Lines of the listing below that contain the string "already" are to be returned.

*** Opening Input material ***

use super::{BracketError, BracketResult};
use crate::models::RewardDistribution;
use serde::{Deserialize, Serialize};

/// 100% in basis points
pub const BPS_DENOMINATOR: u128 = 10_000;

/// Breakdown of the reward owed to one rank
#[derive(Debug, Clone, Copy, PartialEq, Eq, Serialize, Deserialize)]
pub struct RewardQuote {
    pub rank: usize,
    pub royalty: u128,
    pub distributable: u128,
    /// Index of the tier the rank falls in
    pub tier: usize,
    pub winners_in_tier: u128,
    pub tier_total: u128,
    pub reward: u128,
}

fn apply_bps(amount: u128, bps: u128) -> BracketResult<u128> {
    amount
        .checked_mul(bps)
        .map(|scaled| scaled / BPS_DENOMINATOR)
        .ok_or(BracketError::Overflow("basis point scaling"))
}

/// Tier index `t` with `ranges[t] <= rank < ranges[t + 1]`
pub fn tier_for_rank(ranges: &[u32], rank: usize) -> Option<usize> {
    ranges
        .windows(2)
        .position(|bounds| bounds[0] as usize <= rank && rank < bounds[1] as usize)
}

/// Reward for a 1-indexed `rank` in a pool holding `total_funds`
///
/// Integer division leaves remainders in the pool.
pub fn quote_reward(
    total_funds: u128,
    royalty_bps: u16,
    distribution: &RewardDistribution,
    rank: usize,
) -> BracketResult<RewardQuote> {
    let (ranges, percentages_bps) = distribution.effective_tiers();
    let tier = tier_for_rank(ranges, rank).ok_or(BracketError::RankOutOfRange(rank))?;

    let royalty = apply_bps(total_funds, u128::from(royalty_bps))?;
    let distributable = total_funds - royalty;
    let winners_in_tier = u128::from(ranges[tier + 1] - ranges[tier]);
    let tier_total = apply_bps(distributable, u128::from(percentages_bps[tier]))?;

    Ok(RewardQuote {
        rank,
        royalty,
        distributable,
        tier,
        winners_in_tier,
        tier_total,
        reward: tier_total / winners_in_tier,
    })
}
use crate::models::CertificateId;
use serde::{Deserialize, Serialize};
use sha2::{Digest, Sha256};
use std::cmp::{Ordering, Reverse};
use std::collections::BTreeSet;

/// Finalized ranking inputs of one certificate
#[derive(Debug, Clone, Copy, PartialEq, Eq, Hash, Serialize, Deserialize)]
pub struct LeaderboardEntry {
    pub certificate_id: CertificateId,
    pub score: u64,
    /// `None` when the actual finals score is unknown; the level then ties everyone
    pub finals_diff: Option<u32>,
    pub update_count: u32,
}

impl LeaderboardEntry {
    /// Lexicographic sort key, best entry first
    fn rank_key(&self) -> (Reverse<u64>, Option<u32>, u32, CertificateId) {
        (
            Reverse(self.score),
            self.finals_diff,
            self.update_count,
            self.certificate_id,
        )
    }
}

impl Ord for LeaderboardEntry {
    fn cmp(&self, other: &Self) -> Ordering {
        self.rank_key().cmp(&other.rank_key())
    }
}

impl PartialOrd for LeaderboardEntry {
    fn partial_cmp(&self, other: &Self) -> Option<Ordering> {
        Some(self.cmp(other))
    }
}

/// Ordered, duplicate-free set of finalized entries
#[derive(Debug, Clone, Default, Serialize, Deserialize)]
pub struct Leaderboard {
    entries: BTreeSet<LeaderboardEntry>,
    members: BTreeSet<CertificateId>,
}

impl Leaderboard {
    /// Insert an entry, returns false when the certificate is already ranked
    pub fn insert(&mut self, entry: LeaderboardEntry) -> bool {
        if !self.members.insert(entry.certificate_id) {
            return false;
        }
        self.entries.insert(entry);
        true
    }

    pub fn contains(&self, certificate_id: CertificateId) -> bool {
        self.members.contains(&certificate_id)
    }

    pub fn len(&self) -> usize {
        self.entries.len()
    }

    pub fn is_empty(&self) -> bool {
        self.entries.is_empty()
    }

    pub fn entries(&self) -> impl Iterator<Item = &LeaderboardEntry> {
        self.entries.iter()
    }

    /// Certificate ids best first
    pub fn ordered_ids(&self) -> Vec<CertificateId> {
        self.entries.iter().map(|entry| entry.certificate_id).collect()
    }

    /// First `limit` certificate ids
    pub fn top(&self, limit: usize) -> Vec<CertificateId> {
        self.entries
            .iter()
            .take(limit)
            .map(|entry| entry.certificate_id)
            .collect()
    }

    /// 1-indexed position of a certificate
    pub fn rank_of(&self, certificate_id: CertificateId) -> Option<usize> {
        if !self.contains(certificate_id) {
            return None;
        }
        self.entries
            .iter()
            .position(|entry| entry.certificate_id == certificate_id)
            .map(|idx| idx + 1)
    }

    /// SHA-256 over the ordered entries, hex encoded
    pub fn digest(&self) -> String {
        let mut hasher = Sha256::new();
        for entry in &self.entries {
            hasher.update(entry.certificate_id.to_be_bytes());
            hasher.update(entry.score.to_be_bytes());
            match entry.finals_diff {
                Some(diff) => {
                    hasher.update([1u8]);
                    hasher.update(diff.to_be_bytes());
                }
                None => hasher.update([0u8]),
            }
            hasher.update(entry.update_count.to_be_bytes());
        }
        hex::encode(hasher.finalize())
    }
}

#[cfg(test)]
mod tests {
    use super::*;

    fn entry(id: CertificateId, score: u64, diff: Option<u32>, updates: u32) -> LeaderboardEntry {
        LeaderboardEntry {
            certificate_id: id,
            score,
            finals_diff: diff,
            update_count: updates,
        }
    }

    #[test]
    fn test_score_ranks_first() {
        let mut board = Leaderboard::default();
        board.insert(entry(1, 100, Some(0), 0));
        board.insert(entry(2, 150, Some(40), 5));
        assert_eq!(board.ordered_ids(), vec![2, 1]);
    }

    #[test]
    fn test_closer_finals_guess_breaks_ties() {
        let mut board = Leaderboard::default();
        board.insert(entry(1, 100, Some(12), 0));
        board.insert(entry(2, 100, Some(3), 4));
        assert_eq!(board.ordered_ids(), vec![2, 1]);
    }

    #[test]
    fn test_fewer_updates_break_ties() {
        let mut board = Leaderboard::default();
        board.insert(entry(1, 100, Some(5), 3));
        board.insert(entry(2, 100, Some(5), 2));
        board.insert(entry(3, 100, Some(5), 1));
        assert_eq!(board.ordered_ids(), vec![3, 2, 1]);
    }

    #[test]
    fn test_lowest_id_is_final_tiebreak() {
        let mut board = Leaderboard::default();
        board.insert(entry(3, 100, Some(5), 1));
        board.insert(entry(1, 100, Some(5), 1));
        board.insert(entry(2, 100, Some(5), 1));
        assert_eq!(board.ordered_ids(), vec![1, 2, 3]);
        assert_ne!(
            entry(1, 100, Some(5), 1).cmp(&entry(2, 100, Some(5), 1)),
            Ordering::Equal
        );
    }

    #[test]
    fn test_unknown_finals_score_ties_everyone() {
        let mut board = Leaderboard::default();
        board.insert(entry(2, 100, None, 0));
        board.insert(entry(1, 100, None, 1));
        assert_eq!(board.ordered_ids(), vec![2, 1]);
    }

    #[test]
    fn test_duplicate_insert_is_ignored() {
        let mut board = Leaderboard::default();
        assert!(board.insert(entry(1, 100, Some(0), 0)));
        assert!(!board.insert(entry(1, 120, Some(0), 0)));
        assert_eq!(board.len(), 1);
        assert_eq!(board.entries().next().map(|e| e.score), Some(100));
    }

    #[test]
    fn test_insertion_order_does_not_matter() {
        let entries = [
            entry(4, 90, Some(2), 0),
            entry(1, 120, Some(9), 2),
            entry(3, 120, Some(9), 1),
            entry(2, 120, Some(1), 7),
        ];

        let mut forward = Leaderboard::default();
        entries.iter().for_each(|e| {
            forward.insert(*e);
        });
        let mut backward = Leaderboard::default();
        entries.iter().rev().for_each(|e| {
            backward.insert(*e);
        });

        assert_eq!(forward.ordered_ids(), vec![2, 3, 1, 4]);
        assert_eq!(forward.ordered_ids(), backward.ordered_ids());
        assert_eq!(forward.digest(), backward.digest());
    }

    #[test]
    fn test_rank_and_top() {
        let mut board = Leaderboard::default();
        for id in 1..=5 {
            board.insert(entry(id, 10 * id, None, 0));
        }
        assert_eq!(board.rank_of(5), Some(1));
        assert_eq!(board.rank_of(1), Some(5));
        assert_eq!(board.rank_of(42), None);
        assert_eq!(board.top(2), vec![5, 4]);
        assert_eq!(board.top(10).len(), 5);
    }
}
use super::store::{RecordStore, Shared};
use crate::error::AppResult;
use crate::models::{Tournament, TournamentId};

/// Repository for tournament records (round state and truth store)
pub struct TournamentRepository {
    store: RecordStore<Tournament>,
}

impl TournamentRepository {
    /// Create a new, empty TournamentRepository
    pub fn new() -> Self {
        Self {
            store: RecordStore::new("Tournament"),
        }
    }

    /// Register a tournament built by the administration
    pub async fn create(&self, tournament: Tournament) -> AppResult<Shared<Tournament>> {
        self.store.insert(tournament.id, tournament).await
    }

    /// A missing tournament is an error
    pub async fn get(&self, id: TournamentId) -> AppResult<Shared<Tournament>> {
        self.store.get(id).await
    }

    pub async fn snapshot(&self, id: TournamentId) -> AppResult<Tournament> {
        self.store.snapshot(id).await
    }

    pub async fn list_ids(&self) -> Vec<TournamentId> {
        self.store.ids().await
    }
}

impl Default for TournamentRepository {
    fn default() -> Self {
        Self::new()
    }
}
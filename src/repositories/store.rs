use crate::error::{option_to_result, AppError, AppResult};
use std::collections::HashMap;
use std::sync::Arc;
use tokio::sync::{Mutex, RwLock};

/// Handle to a record; holding its lock gives exclusive access for a whole operation
pub type Shared<T> = Arc<Mutex<T>>;

/// Map of id to individually locked records
///
/// The map lock is only held while looking a handle up, never while a record is locked.
pub(crate) struct RecordStore<T> {
    label: &'static str,
    records: RwLock<HashMap<u64, Shared<T>>>,
}

impl<T> RecordStore<T> {
    pub fn new(label: &'static str) -> Self {
        Self {
            label,
            records: RwLock::new(HashMap::new()),
        }
    }

    /// Insert a new record, ids are never reused
    pub async fn insert(&self, id: u64, record: T) -> AppResult<Shared<T>> {
        let mut records = self.records.write().await;
        if records.contains_key(&id) {
            return Err(AppError::InvariantViolation(format!(
                "{} {} already exists",
                self.label, id
            )));
        }

        let handle = Arc::new(Mutex::new(record));
        records.insert(id, handle.clone());
        Ok(handle)
    }

    pub async fn find(&self, id: u64) -> Option<Shared<T>> {
        self.records.read().await.get(&id).cloned()
    }

    pub async fn get(&self, id: u64) -> AppResult<Shared<T>> {
        option_to_result(
            self.find(id).await,
            &format!("{} {} not found", self.label, id),
        )
    }

    /// All ids, ascending
    pub async fn ids(&self) -> Vec<u64> {
        let mut ids: Vec<u64> = self.records.read().await.keys().copied().collect();
        ids.sort_unstable();
        ids
    }
}

impl<T: Clone> RecordStore<T> {
    /// Copy of the record as of now
    pub async fn snapshot(&self, id: u64) -> AppResult<T> {
        let handle = self.get(id).await?;
        let record = handle.lock().await.clone();
        Ok(record)
    }
}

*** Closing Input material ***

• **Solution to this task**
    /// Insert an entry, returns false when the certificate is already ranked
                "{} {} already exists",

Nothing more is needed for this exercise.